RECORDS FOR PROCESSING →
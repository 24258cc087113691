use anyhow::{anyhow, Context, Result};
use async_trait::async_trait;
use chrono::Utc;
use rusqlite::{params, types::Type, Connection, OptionalExtension};
use serde_json::{json, Value};
use std::sync::{Arc, Mutex, MutexGuard};

pub mod models;
use models::*;

use crate::scores::ScoreStore;

/// Thread-safe SQLite handle (single connection with mutex)
#[derive(Clone)]
pub struct Database {
    conn: Arc<Mutex<Connection>>,
}

impl Database {
    /// Open (or create) the SQLite database at the given path.
    /// `":memory:"` gives a private in-memory database.
    pub fn open(path: &str) -> Result<Self> {
        let conn = Connection::open(path)?;
        conn.execute_batch("PRAGMA journal_mode=WAL; PRAGMA foreign_keys=ON;")?;
        let db = Database {
            conn: Arc::new(Mutex::new(conn)),
        };
        db.run_migrations()?;
        Ok(db)
    }

    /// Run schema migrations (idempotent)
    fn run_migrations(&self) -> Result<()> {
        let conn = self.conn()?;
        conn.execute_batch(SCHEMA_SQL)?;
        Ok(())
    }

    fn conn(&self) -> Result<MutexGuard<'_, Connection>> {
        self.conn
            .lock()
            .map_err(|_| anyhow!("database connection mutex poisoned"))
    }

    // ── Scores ────────────────────────────────────────────────────────────────

    /// Insert a new open score and return `{"id": ...}`.
    pub fn start_score(&self, payload: &Value) -> Result<Value> {
        let id = new_score_id();
        let now = Utc::now();
        let data = serde_json::to_string(payload)?;

        let mut conn = self.conn()?;
        let tx = conn.transaction()?;
        tx.execute(
            "INSERT INTO scores (id, data, status, created_at, updated_at)
             VALUES (?1, ?2, ?3, ?4, ?4)",
            params![id, data, ScoreStatus::Open.as_str(), now],
        )?;
        tx.commit()?;
        Ok(json!({ "id": id }))
    }

    /// Fetch one score row.
    pub fn get_score(&self, id: &str) -> Result<Option<ScoreRecord>> {
        let conn = self.conn()?;
        let record = conn
            .query_row(
                "SELECT id, data, status, created_at, updated_at, closed_at
                 FROM scores WHERE id = ?1",
                params![id],
                map_score,
            )
            .optional()?;
        Ok(record)
    }

    /// Deep-merge `delta` into the stored document.
    ///
    /// The new totals are whatever the caller sends; two writers that read the
    /// same base will overwrite each other rather than add up.
    pub fn patch_score(&self, id: &str, delta: &Value) -> Result<Option<ScoreRecord>> {
        let mut conn = self.conn()?;
        let tx = conn.transaction()?;

        let current = tx
            .query_row(
                "SELECT id, data, status, created_at, updated_at, closed_at
                 FROM scores WHERE id = ?1",
                params![id],
                map_score,
            )
            .optional()?;
        let Some(mut record) = current else {
            return Ok(None);
        };

        merge_json(&mut record.data, delta);
        record.updated_at = Utc::now();
        tx.execute(
            "UPDATE scores SET data = ?1, updated_at = ?2 WHERE id = ?3",
            params![serde_json::to_string(&record.data)?, record.updated_at, id],
        )?;
        tx.commit()?;
        Ok(Some(record))
    }

    /// Mark a score closed. Closing twice keeps the first `closed_at`.
    pub fn close_score(&self, id: &str) -> Result<bool> {
        let mut conn = self.conn()?;
        let tx = conn.transaction()?;
        let exists: bool = tx
            .query_row("SELECT 1 FROM scores WHERE id = ?1", params![id], |_| Ok(()))
            .optional()?
            .is_some();
        if exists {
            tx.execute(
                "UPDATE scores SET status = ?1, closed_at = COALESCE(closed_at, ?2), updated_at = ?2
                 WHERE id = ?3",
                params![ScoreStatus::Closed.as_str(), Utc::now(), id],
            )?;
        }
        tx.commit()?;
        Ok(exists)
    }

    /// List scores, newest first, optionally filtered by status.
    pub fn list_scores(&self, status: Option<ScoreStatus>, limit: i64) -> Result<Vec<ScoreRecord>> {
        let conn = self.conn()?;
        let mut stmt = conn.prepare(
            "SELECT id, data, status, created_at, updated_at, closed_at
             FROM scores
             WHERE ?1 IS NULL OR status = ?1
             ORDER BY created_at DESC LIMIT ?2",
        )?;
        let scores = stmt
            .query_map(params![status.map(|s| s.as_str()), limit], map_score)?
            .collect::<rusqlite::Result<Vec<_>>>()?;
        Ok(scores)
    }
}

#[async_trait]
impl ScoreStore for Database {
    async fn start(&self, payload: &Value) -> Result<Value> {
        let db = self.clone();
        let payload = payload.clone();
        tokio::task::spawn_blocking(move || db.start_score(&payload))
            .await
            .context("store task failed")?
    }

    async fn read(&self, id: &str) -> Result<Option<Value>> {
        let db = self.clone();
        let id = id.to_string();
        let record = tokio::task::spawn_blocking(move || db.get_score(&id))
            .await
            .context("store task failed")??;
        Ok(record.map(|r| r.to_document()))
    }

    async fn patch(&self, id: &str, delta: &Value) -> Result<Option<Value>> {
        let db = self.clone();
        let id = id.to_string();
        let delta = delta.clone();
        let record = tokio::task::spawn_blocking(move || db.patch_score(&id, &delta))
            .await
            .context("store task failed")??;
        Ok(record.map(|r| r.to_document()))
    }

    async fn close(&self, id: &str) -> Result<bool> {
        let db = self.clone();
        let id = id.to_string();
        tokio::task::spawn_blocking(move || db.close_score(&id))
            .await
            .context("store task failed")?
    }
}

// ── SQL helpers ────────────────────────────────────────────────────────────────

fn map_score(row: &rusqlite::Row) -> rusqlite::Result<ScoreRecord> {
    let data: String = row.get(1)?;
    let status: String = row.get(2)?;
    Ok(ScoreRecord {
        id: row.get(0)?,
        data: serde_json::from_str(&data)
            .map_err(|e| rusqlite::Error::FromSqlConversionFailure(1, Type::Text, Box::new(e)))?,
        status: status
            .parse()
            .map_err(|e: anyhow::Error| rusqlite::Error::FromSqlConversionFailure(2, Type::Text, e.into()))?,
        created_at: row.get(3)?,
        updated_at: row.get(4)?,
        closed_at: row.get(5)?,
    })
}

/// 128 random bits, hex encoded.
fn new_score_id() -> String {
    format!("{:032x}", rand::random::<u128>())
}

/// Recursive merge: objects merge key by key, anything else replaces.
fn merge_json(target: &mut Value, delta: &Value) {
    match (target, delta) {
        (Value::Object(target), Value::Object(delta)) => {
            for (key, value) in delta {
                match target.get_mut(key) {
                    Some(existing) => merge_json(existing, value),
                    None => {
                        target.insert(key.clone(), value.clone());
                    }
                }
            }
        }
        (target, delta) => *target = delta.clone(),
    }
}

/// SQLite schema (idempotent CREATE IF NOT EXISTS)
pub const SCHEMA_SQL: &str = r#"
CREATE TABLE IF NOT EXISTS scores (
    id          TEXT    PRIMARY KEY,
    data        TEXT    NOT NULL,
    status      TEXT    NOT NULL DEFAULT 'open',
    created_at  TEXT    NOT NULL,
    updated_at  TEXT    NOT NULL,
    closed_at   TEXT
);

CREATE INDEX IF NOT EXISTS idx_scores_status ON scores(status);
"#;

REQUIREMENT → Nothing but a number belongs in the answer, namely how many lines above include "FromSqlConversionFailure".

SOLUTION TO THE PROBLEM → 2